Climate change will have potentially devastating consequences for human health, outweighing global economic impacts, researchers said, calling for urgent action to protect the world's population.

"While we embark on more rapid reduction of emissions to avert future climate change, we must also manage the now unavoidable health risks from current and pending climate change," said Australian researcher Tony McMichael, who co-authored a study in the British Medical Journal.

"This will have adverse health effects in all populations, particularly in geographically vulnerable and resource-poor regions," he said.

Mr McMichael, from Australia's Centre for Epidemiology and Population Health, said increased wildfires, droughts, flooding and disease stemming from climate change posed a much more fundamental threat to human well-being than economic impacts.

A 2006 report by former World Bank chief economist Nicholas Stern said climate change had the potential to shrink the global economy by between five and 20 per cent, causing a similar impact to the Great Depression.

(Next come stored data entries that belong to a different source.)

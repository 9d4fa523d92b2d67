use std::future::Future;
use std::time::Duration;

use tracing::warn;

use crate::sync::SyncError;

/// Run `op`, repeating it up to `max_retries` more times while it fails with
/// a transient error. The pause doubles after every failed attempt.
pub(crate) async fn with_retry<T, F, Fut>(
    what: &str,
    max_retries: u32,
    backoff: Duration,
    mut op: F,
) -> Result<T, SyncError>
where
    F: FnMut() -> Fut,
    Fut: Future<Output = Result<T, SyncError>>,
{
    let mut attempt = 0;
    let mut delay = backoff;
    loop {
        match op().await {
            Err(e) if e.is_transient() && attempt < max_retries => {
                attempt += 1;
                warn!("{what} failed ({e}), retry {attempt}/{max_retries} in {delay:?}");
                tokio::time::sleep(delay).await;
                delay = delay.saturating_mul(2);
            }
            other => return other,
        }
    }
}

But Mr McMichael said climate shift would bring changes to the pattern of infectious diseases, the effect of worsening food yields and loss of people's livelihoods. While it was unlikely to spawn entirely new types of diseases, it would impact on the frequency, range and season patterns of many existing disorders, with between 20 and 70 million more people living in malarial regions by 2080, he said.

And the impact would be hardest in poor countries, said the researchers, including co-author Sharon Friel from the Australian National University, Tony Nyong from Nigeria's Jos University and Carlos Corvalan of the World Health Organisation.

"Infectious diseases cannot be stabilised in circumstances of climatic instability, refugee flows and impoverishment," Mr McMichael said. "Poverty cannot be eliminated while environmental degradation exacerbates malnutrition, disease and injury."

He said immediate decision-making was needed to involve health professionals in planning for the impact of climate change.

Kevin Parton, from Australia's Charles Sturt University, said the report was a wake-up call that the world needed to be doing more to eradicate diseases such as malaria.

"The health risks are massive, and the best way to mitigate them is to minimise the extent of climate change. Global community health is the climate change issue," he said.